Veterinarians often prescribe dietary management involving a balanced diet low in protein, salt, and phosphorus, and alkalinized to counter CKD-related side effects. Recommended diets include Royal Canin® Renal Support, Hill’s® Prescription Diet k/d, and Purina® Pro Plan Kidney Function Diet NF.

Fluid therapy plays a crucial role. Fluids aid in flushing out toxic waste substances that the kidneys should eliminate regularly and help restore hydration. They can be administered intravenously in the hospital or subcutaneously (under the skin) at home. It’s vital to ensure your dog has access to fresh water at all times, and a water fountain can be especially beneficial for encouraging hydration at home.

Living and Management

Recovery and management of chronic kidney disease (CKD) in dogs demand continuous attention and monitoring as symptoms evolve. Dogs affected by CKD necessitate more frequent veterinary visits and assessments compared to others. Throughout all stages of CKD, the evolving symptoms should prompt regular evaluations of the dog’s quality of life. Adhering to the veterinarian’s recheck schedule and maintaining prescribed medications and dietary regimens are crucial, as many treatments are long-term requirements.

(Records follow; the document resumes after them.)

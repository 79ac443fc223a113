//! Schema module - Configuration, draft and score types for the draft search.

mod config;
mod draft;
mod score;
mod search;

pub use config::*;
pub use draft::*;
pub use score::*;
pub use search::*;
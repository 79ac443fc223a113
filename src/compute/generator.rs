//! Draft generation.
//!
//! Provides the [`DraftGenerator`] seam and a random table generator.

use std::sync::atomic::{AtomicU64, Ordering};

use rand::prelude::*;

use crate::schema::{DraftTable, House};

use super::SearchError;

/// Produces candidate draft tables on demand.
///
/// Shared by every worker, so implementations must be reentrant.
/// `Ok(None)` signals exhaustion and ends the calling worker cleanly.
pub trait DraftGenerator: Send + Sync {
    fn next_draft(
        &self,
        players: usize,
        houses: usize,
    ) -> Result<Option<DraftTable>, SearchError>;
}

/// Random draft tables with one game per player.
///
/// Every player takes part in exactly `houses` games; the seats of each game
/// are shuffled across the houses in play.
#[derive(Debug, Default)]
pub struct RandomDraftGenerator {
    seed: Option<u64>,
    max_drafts: Option<u64>,
    drawn: AtomicU64,
}

impl RandomDraftGenerator {
    pub fn new(seed: Option<u64>, max_drafts: Option<u64>) -> Self {
        Self {
            seed,
            max_drafts,
            drawn: AtomicU64::new(0),
        }
    }

    /// Drafts handed out so far.
    pub fn drawn(&self) -> u64 {
        self.drawn.load(Ordering::Relaxed).min(self.max_drafts.unwrap_or(u64::MAX))
    }

    /// Rng for the `index`th draw. Seeded runs are reproducible per draw.
    fn rng_for(&self, index: u64) -> StdRng {
        match self.seed {
            Some(seed) => StdRng::seed_from_u64(seed ^ index.wrapping_mul(0x9E37_79B9_7F4A_7C15)),
            None => StdRng::from_entropy(),
        }
    }
}

impl DraftGenerator for RandomDraftGenerator {
    fn next_draft(
        &self,
        players: usize,
        houses: usize,
    ) -> Result<Option<DraftTable>, SearchError> {
        if houses > House::ALL.len() || houses > players || houses == 0 {
            return Err(SearchError::Generator(format!(
                "cannot seat {houses} houses with {players} players"
            )));
        }

        let index = self.drawn.fetch_add(1, Ordering::Relaxed);
        if self.max_drafts.is_some_and(|max| index >= max) {
            return Ok(None);
        }

        let mut rng = self.rng_for(index);
        Ok(Some(random_table(&mut rng, players, houses)))
    }
}

/// Build a table of `players` games, each seating `houses` players.
fn random_table<R: Rng>(rng: &mut R, players: usize, houses: usize) -> DraftTable {
    let in_play = House::in_play(houses);
    let games = players;
    let mut rows = vec![vec![None; games]; players];
    let mut remaining = vec![houses; players];
    let mut order: Vec<usize> = (0..players).collect();

    for game in 0..games {
        // Players with the most games left go first; shuffling breaks ties.
        // Keeping quotas within one of each other guarantees every game fills.
        order.shuffle(rng);
        order.sort_by(|a, b| remaining[*b].cmp(&remaining[*a]));

        let mut seats = in_play.to_vec();
        seats.shuffle(rng);
        for (&player, house) in order.iter().take(houses).zip(seats) {
            rows[player][game] = Some(house);
            remaining[player] -= 1;
        }
    }

    DraftTable::new(rows)
}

Various measures can contribute to the comfort and enhanced quality of life for dogs with CKD. Similar to the treatments and medications previously outlined, the long-term management of CKD in dogs involves:

  • Dietary supplements like Azodyl™, a pre/probiotic, which aids in reducing waste products not effectively eliminated by the kidneys.
  • Other supplements such as aluminum hydroxide and Epakitin®, designed to assist with managing low potassium and high phosphorus levels.
  • Prescription of anti-nausea and anti-emetic medications as necessary, particularly for dogs experiencing intermittent vomiting and appetite loss.

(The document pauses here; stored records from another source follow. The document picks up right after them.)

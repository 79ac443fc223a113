//! Draft search CLI - Search balanced drafts from JSON configuration.

use std::fs;
use std::path::PathBuf;

use draft_search::{
    compute::{DirectorySink, RandomDraftGenerator, SearchEngine, SeatRingStats, TsvResultStore},
    schema::{SearchConfig, StopReason, round2},
};

fn main() {
    env_logger::init();

    let args: Vec<String> = std::env::args().collect();

    if args.len() < 2 {
        eprintln!("Usage: {} <config.json>", args[0]);
        eprintln!();
        eprintln!("Search Pareto-balanced league drafts.");
        eprintln!();
        eprintln!("Arguments:");
        eprintln!("  config.json  Path to search configuration file");
        eprintln!();
        eprintln!("Example configuration is generated with --example flag.");
        std::process::exit(1);
    }

    if args[1] == "--example" {
        print_example_config();
        return;
    }

    let config_path = PathBuf::from(&args[1]);

    // Load configuration
    let config_str = fs::read_to_string(&config_path).unwrap_or_else(|e| {
        eprintln!("Error reading config file: {}", e);
        std::process::exit(1);
    });

    let config: SearchConfig = serde_json::from_str(&config_str).unwrap_or_else(|e| {
        eprintln!("Error parsing config: {}", e);
        std::process::exit(1);
    });

    if let Err(e) = config.validate() {
        eprintln!("Invalid config: {}", e);
        std::process::exit(1);
    }

    let sink = DirectorySink::new(&config.results_path, config.player_ids()).unwrap_or_else(|e| {
        eprintln!(
            "Error creating results directory {}: {}",
            config.results_path.display(),
            e
        );
        std::process::exit(1);
    });

    match sink.clear_stale() {
        Ok(removed) => log::info!("Results directory files are removed ({removed})."),
        Err(e) => log::warn!("Could not clear old draft files: {e}"),
    }

    let store = TsvResultStore::create(&config.results_path, config.quality_measures)
        .unwrap_or_else(|e| {
            eprintln!("Error creating results file: {}", e);
            std::process::exit(1);
        });

    let generator = RandomDraftGenerator::new(config.random_seed, config.max_drafts);
    let measures = config.quality_measures;

    let engine = SearchEngine::new(config, generator, SeatRingStats, sink).unwrap_or_else(|e| {
        eprintln!("Invalid config: {}", e);
        std::process::exit(1);
    });

    println!("Draft Search");
    println!("============");
    println!("{}", engine.config());
    println!();

    let result = engine.run(store);
    let stats = &result.stats;

    println!();
    println!("Stopped: {:?}", stats.stop_reason);
    println!("  Evaluated:        {}", stats.evaluated);
    println!("  Accepted:         {}", stats.accepted);
    println!("  Persisted:        {}", stats.persisted);
    println!("  Dominated:        {}", stats.dominated);
    println!("  Lost races:       {}", stats.lost_races);
    if stats.sink_failures > 0 {
        println!("  Unsaved drafts:   {}", stats.sink_failures);
    }
    if stats.worker_failures > 0 {
        println!("  Failed workers:   {}", stats.worker_failures);
    }
    println!(
        "  Time:             {:.2}s ({:.1} drafts/s)",
        stats.elapsed_seconds,
        stats.evaluated as f64 / stats.elapsed_seconds.max(1e-9)
    );
    println!();
    println!("Frontier ({}):", result.frontier.len());
    for score in &result.frontier {
        let columns: Vec<String> = measures
            .enabled()
            .filter_map(|m| score.get(m).map(|s| format!("{m}={}", round2(s.std))))
            .collect();
        println!("  {}  {}", score.id, columns.join("  "));
    }

    if matches!(stats.stop_reason, StopReason::PipelineFailure(_)) {
        std::process::exit(1);
    }
}

fn print_example_config() {
    let config = SearchConfig::default();

    println!("Example configuration (config.json):");
    match serde_json::to_string_pretty(&config) {
        Ok(json) => println!("{json}"),
        Err(e) => eprintln!("Error serializing config: {e}"),
    }
}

Regrettably, due to the severity of symptoms often associated with dogs in Stage III or IV CKD and the extensive care and attention they require, euthanasia may become the most compassionate option.

Chronic Kidney Disease (CKD) in Dogs FAQs

How long can a dog survive with kidney disease?

CKD progresses at varying rates, making it challenging to predict the extent and timing of progression. With proper veterinary care and management, some dogs can live for several years, while others may need to be euthanized shortly after diagnosis.

How quickly does kidney disease advance in dogs?

The advancement of CKD in dogs is unpredictable, with symptoms becoming noticeable over weeks to years. By the time symptoms are evident, it is typically estimated that around 75% of kidney function has been lost, and the damage is irreversible. The rate of deterioration varies among individual dogs, depending on the underlying cause. Regular checkups and veterinary visits are essential for early detection of CKD, ensuring your dog’s comfort and overall improved quality of life.